Variability of aggressiveness and virulence of Phytophthora palmivora influencing the severity of papaya fruit rot in postharvest in Bahia, Brazil
Palavras-chave:mycelial growth, spore production, fungal rot.
Papaya (Carica papaya L.) is susceptible to various production diseases, therefore, studies are needed to reduce them. Papaya fruit rot (Phytophthora palmivora (Butler) Butler) is one of the fungal diseases present in producing regions (Bahia and Espírito Santo) of Brazil. This study aimed to evaluate the variability of aggressiveness and virulence of Phytophthora palmivora that influence the severity of fruit rot in postharvest in vitro and in vivo. The following mycelial growth characteristics were evaluated: (a) mycelial growth speed index (MGSI); (b) mycelial growth speed potential (%MGSI); (c) spore production (SP); (d) spore production potential (%SP) and (e) growth potential (%GP) of 21 strains.
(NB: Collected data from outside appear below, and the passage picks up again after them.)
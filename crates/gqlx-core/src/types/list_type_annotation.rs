use crate::types::TypeAnnotation;

/// A list type reference, e.g. `[Int]` or `[User!]!`.
#[derive(Clone, Debug, Eq, Hash, PartialEq)]
pub struct ListTypeAnnotation {
    pub(super) inner: Box<TypeAnnotation>,
    pub(super) nullable: bool,
}
impl ListTypeAnnotation {
    /// The annotation of the list's items.
    pub fn inner_type_annotation(&self) -> &TypeAnnotation {
        &self.inner
    }

    pub fn nullable(&self) -> bool {
        self.nullable
    }
}
use gqlx_parser::GraphQLParseError;
use gqlx_parser::ast;
use std::sync::Arc;

/// A 1-based line/column pair pointing into the request document.
#[derive(
    Clone,
    Copy,
    Debug,
    Eq,
    Hash,
    Ord,
    PartialEq,
    PartialOrd,
    serde::Deserialize,
    serde::Serialize,
)]
pub struct ErrorLocation {
    pub line: usize,
    pub column: usize,
}
impl ErrorLocation {
    pub fn of(loc: &ast::Location) -> Option<Self> {
        loc.source_location().map(|source_location| Self {
            line: source_location.line,
            column: source_location.column,
        })
    }
}

/// One step of a response path: a response key or a list index.
#[derive(
    Clone,
    Debug,
    Eq,
    Hash,
    Ord,
    PartialEq,
    PartialOrd,
    serde::Deserialize,
    serde::Serialize,
)]
#[serde(untagged)]
pub enum PathSegment {
    Key(String),
    Index(usize),
}
impl From<&str> for PathSegment {
    fn from(key: &str) -> Self {
        Self::Key(key.to_string())
    }
}
impl From<usize> for PathSegment {
    fn from(index: usize) -> Self {
        Self::Index(index)
    }
}

/// An error as it appears in the `errors` list of a response.
///
/// https://spec.graphql.org/October2021/#sec-Errors
#[derive(Clone, Debug, serde::Deserialize, serde::Serialize, thiserror::Error)]
#[error("{message}")]
pub struct GraphQLError {
    pub message: String,

    #[serde(default, skip_serializing_if = "Vec::is_empty")]
    pub locations: Vec<ErrorLocation>,

    #[serde(default, skip_serializing_if = "Option::is_none")]
    pub path: Option<Vec<PathSegment>>,

    #[serde(default, skip_serializing_if = "Option::is_none")]
    pub extensions: Option<serde_json::Map<String, serde_json::Value>>,

    /// The error this one was raised for, if any.
    #[serde(skip)]
    #[source]
    pub original_error: Option<Arc<dyn std::error::Error + Send + Sync>>,
}
impl GraphQLError {
    pub fn new(message: impl Into<String>) -> Self {
        Self {
            message: message.into(),
            locations: vec![],
            path: None,
            extensions: None,
            original_error: None,
        }
    }

    /// Anchors the error at the given nodes' locations. Nodes without a
    /// location are skipped.
    pub fn at<'a>(mut self, locs: impl IntoIterator<Item = &'a ast::Location>) -> Self {
        self.locations.extend(locs.into_iter().filter_map(ErrorLocation::of));
        self
    }

    pub fn with_path(mut self, path: Vec<PathSegment>) -> Self {
        self.path = Some(path);
        self
    }

    pub fn from_parse_error(error: &GraphQLParseError) -> Self {
        let location = error.location();
        Self {
            locations: vec![ErrorLocation {
                line: location.line,
                column: location.column,
            }],
            ..Self::new(error.message())
        }
    }

    /// Orders errors by first location, then by path. Errors without a
    /// location sort first.
    pub(crate) fn sort_key(&self) -> (Option<ErrorLocation>, Option<&[PathSegment]>) {
        (self.locations.first().copied(), self.path.as_deref())
    }
}
impl PartialEq for GraphQLError {
    fn eq(&self, other: &Self) -> bool {
        self.message == other.message
            && self.locations == other.locations
            && self.path == other.path
            && self.extensions == other.extensions
    }
}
The maximum mycelial growth after 120 hours of cultivation in strains of P. palmivora ranged between 27 and 81 mm for strains 355 and 356, respectively. Strains 356, 363, 839, 1056, 1060 and 1189 showed the highest MGSI values. These strains have a high colonization speed and, therefore, good capacity to settle on the substrate. Among them, strains 356, 1060, 839 and 363 showed better %MGSI when compared with the other strains. The most virulent were: 356, 357, 358, 359, 361, 363, 839, 1055, 1056, 1057, 1060 and 1189, whereas the most aggressive were 356 and 1060.
Additional keywords: mycelial growth; spore production; fungal rot.